> RECORDS TO PROCESS:
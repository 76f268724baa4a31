use thiserror::Error;

#[derive(Debug, Error)]
pub enum Error {
    #[error("Invalid configuration: {0}")]
    InvalidConfig(String),

    #[error("Embedding model unavailable: {0}")]
    ModelUnavailable(String),

    #[error("Vector index unavailable: {0}")]
    IndexUnavailable(String),

    #[error("Generation failed: {0}")]
    GenerationFailed(String),

    #[error("Ingestion incomplete: {failed} of {total} documents failed")]
    IngestionPartialFailure { failed: usize, total: usize },

    #[error("Invalid query: {0}")]
    InvalidQuery(String),

    #[error("Document error: {0}")]
    Document(String),
}

impl Error {
    pub fn model<E: std::fmt::Display>(err: E) -> Self {
        Error::ModelUnavailable(err.to_string())
    }

    pub fn index<E: std::fmt::Display>(err: E) -> Self {
        Error::IndexUnavailable(err.to_string())
    }

    pub fn generation<E: std::fmt::Display>(err: E) -> Self {
        Error::GenerationFailed(err.to_string())
    }
}

pub type Result<T> = std::result::Result<T, Error>;
//! Document discovery and text extraction for the ingestion directory.

use std::fs;
use std::path::{Path, PathBuf};

use crate::error::{Error, Result};
use crate::types::Document;

pub const DEFAULT_EXTENSIONS: &[&str] = &["pdf", "txt", "md"];

#[derive(Debug, Clone)]
pub struct DataProcessor {
    extensions: Vec<String>,
}

impl Default for DataProcessor {
    fn default() -> Self {
        Self { extensions: DEFAULT_EXTENSIONS.iter().map(|e| e.to_string()).collect() }
    }
}

impl DataProcessor {
    pub fn new() -> Self { Self::default() }

    pub fn with_extensions<I, S>(extensions: I) -> Self
    where
        I: IntoIterator<Item = S>,
        S: AsRef<str>,
    {
        Self { extensions: extensions.into_iter().map(|e| e.as_ref().to_ascii_lowercase()).collect() }
    }

    /// All supported files under `root`, sorted so ingestion order is stable.
    pub fn list_documents(&self, root: &Path) -> Vec<PathBuf> {
        let mut files: Vec<PathBuf> = walkdir::WalkDir::new(root)
            .into_iter()
            .filter_map(|e| e.ok())
            .filter(|e| e.file_type().is_file())
            .map(|e| e.into_path())
            .filter(|p| self.is_supported(p))
            .collect();
        files.sort();
        tracing::debug!(root = %root.display(), count = files.len(), "discovered documents");
        files
    }

    pub fn load(&self, path: &Path, root: &Path) -> Result<Document> {
        let name = document_name(path, root);
        let text = match extension(path).as_deref() {
            Some("pdf") => extract_pdf_text(path)?,
            _ => read_text_lossy(path)?,
        };
        if text.split_whitespace().next().is_none() {
            return Err(Error::Document(format!("{}: no extractable text", name)));
        }
        Ok(Document { name, path: path.to_path_buf(), text })
    }

    fn is_supported(&self, path: &Path) -> bool {
        extension(path).is_some_and(|ext| self.extensions.iter().any(|e| *e == ext))
    }
}

/// Path relative to the ingestion root, with `/` separators.
pub fn document_name(path: &Path, root: &Path) -> String {
    let relative = path.strip_prefix(root).unwrap_or(path);
    relative
        .components()
        .map(|c| c.as_os_str().to_string_lossy())
        .collect::<Vec<_>>()
        .join("/")
}

fn extension(path: &Path) -> Option<String> {
    path.extension().and_then(|s| s.to_str()).map(|s| s.to_ascii_lowercase())
}

fn read_text_lossy(path: &Path) -> Result<String> {
    match fs::read_to_string(path) {
        Ok(content) => Ok(content),
        Err(_) => {
            let bytes = fs::read(path).map_err(|e| Error::Document(format!("{}: {}", path.display(), e)))?;
            Ok(String::from_utf8_lossy(&bytes).to_string())
        }
    }
}

fn extract_pdf_text(path: &Path) -> Result<String> {
    let bytes = fs::read(path).map_err(|e| Error::Document(format!("{}: {}", path.display(), e)))?;
    // pdf-extract panics on some malformed inputs instead of returning an error.
    let extracted = std::panic::catch_unwind(|| pdf_extract::extract_text_from_mem(&bytes));
    match extracted {
        Ok(Ok(text)) => Ok(text),
        Ok(Err(e)) => Err(Error::Document(format!("{}: {}", path.display(), e))),
        Err(_) => Err(Error::Document(format!("{}: malformed PDF", path.display()))),
    }
}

> INSTRUCTIONS TO FOLLOW:
Give every entry in the listing above again, exactly as written.

> FINISHED EXERCISE:
repository 76f268724baa4a31
use thiserror::Error;

#[derive(Debug, Error)]
pub enum Error {
    #[error("Invalid configuration: {0}")]
    InvalidConfig(String),

    #[error("Embedding model unavailable: {0}")]
    ModelUnavailable(String),

    #[error("Vector index unavailable: {0}")]
    IndexUnavailable(String),

    #[error("Generation failed: {0}")]
    GenerationFailed(String),

    #[error("Ingestion incomplete: {failed} of {total} documents failed")]
    IngestionPartialFailure { failed: usize, total: usize },

    #[error("Invalid query: {0}")]
    InvalidQuery(String),

    #[error("Document error: {0}")]
    Document(String),
}

impl Error {
    pub fn model<E: std::fmt::Display>(err: E) -> Self {
        Error::ModelUnavailable(err.to_string())
    }

    pub fn index<E: std::fmt::Display>(err: E) -> Self {
        Error::IndexUnavailable(err.to_string())
    }

    pub fn generation<E: std::fmt::Display>(err: E) -> Self {
        Error::GenerationFailed(err.to_string())
    }
}

pub type Result<T> = std::result::Result<T, Error>;
//! Document discovery and text extraction for the ingestion directory.

use std::fs;
use std::path::{Path, PathBuf};

use crate::error::{Error, Result};
use crate::types::Document;

pub const DEFAULT_EXTENSIONS: &[&str] = &["pdf", "txt", "md"];

#[derive(Debug, Clone)]
pub struct DataProcessor {
    extensions: Vec<String>,
}

impl Default for DataProcessor {
    fn default() -> Self {
        Self { extensions: DEFAULT_EXTENSIONS.iter().map(|e| e.to_string()).collect() }
    }
}

impl DataProcessor {
    pub fn new() -> Self { Self::default() }

    pub fn with_extensions<I, S>(extensions: I) -> Self
    where
        I: IntoIterator<Item = S>,
        S: AsRef<str>,
    {
        Self { extensions: extensions.into_iter().map(|e| e.as_ref().to_ascii_lowercase()).collect() }
    }

    /// All supported files under `root`, sorted so ingestion order is stable.
    pub fn list_documents(&self, root: &Path) -> Vec<PathBuf> {
        let mut files: Vec<PathBuf> = walkdir::WalkDir::new(root)
            .into_iter()
            .filter_map(|e| e.ok())
            .filter(|e| e.file_type().is_file())
            .map(|e| e.into_path())
            .filter(|p| self.is_supported(p))
            .collect();
        files.sort();
        tracing::debug!(root = %root.display(), count = files.len(), "discovered documents");
        files
    }

    pub fn load(&self, path: &Path, root: &Path) -> Result<Document> {
        let name = document_name(path, root);
        let text = match extension(path).as_deref() {
            Some("pdf") => extract_pdf_text(path)?,
            _ => read_text_lossy(path)?,
        };
        if text.split_whitespace().next().is_none() {
            return Err(Error::Document(format!("{}: no extractable text", name)));
        }
        Ok(Document { name, path: path.to_path_buf(), text })
    }

    fn is_supported(&self, path: &Path) -> bool {
        extension(path).is_some_and(|ext| self.extensions.iter().any(|e| *e == ext))
    }
}

/// Path relative to the ingestion root, with `/` separators.
pub fn document_name(path: &Path, root: &Path) -> String {
    let relative = path.strip_prefix(root).unwrap_or(path);
    relative
        .components()
        .map(|c| c.as_os_str().to_string_lossy())
        .collect::<Vec<_>>()
        .join("/")
}

fn extension(path: &Path) -> Option<String> {
    path.extension().and_then(|s| s.to_str()).map(|s| s.to_ascii_lowercase())
}

fn read_text_lossy(path: &Path) -> Result<String> {
    match fs::read_to_string(path) {
        Ok(content) => Ok(content),
        Err(_) => {
            let bytes = fs::read(path).map_err(|e| Error::Document(format!("{}: {}", path.display(), e)))?;
            Ok(String::from_utf8_lossy(&bytes).to_string())
        }
    }
}

fn extract_pdf_text(path: &Path) -> Result<String> {
    let bytes = fs::read(path).map_err(|e| Error::Document(format!("{}: {}", path.display(), e)))?;
    // pdf-extract panics on some malformed inputs instead of returning an error.
    let extracted = std::panic::catch_unwind(|| pdf_extract::extract_text_from_mem(&bytes));
    match extracted {
        Ok(Ok(text)) => Ok(text),
        Ok(Err(e)) => Err(Error::Document(format!("{}: {}", path.display(), e))),
        Err(_) => Err(Error::Document(format!("{}: malformed PDF", path.display()))),
    }
}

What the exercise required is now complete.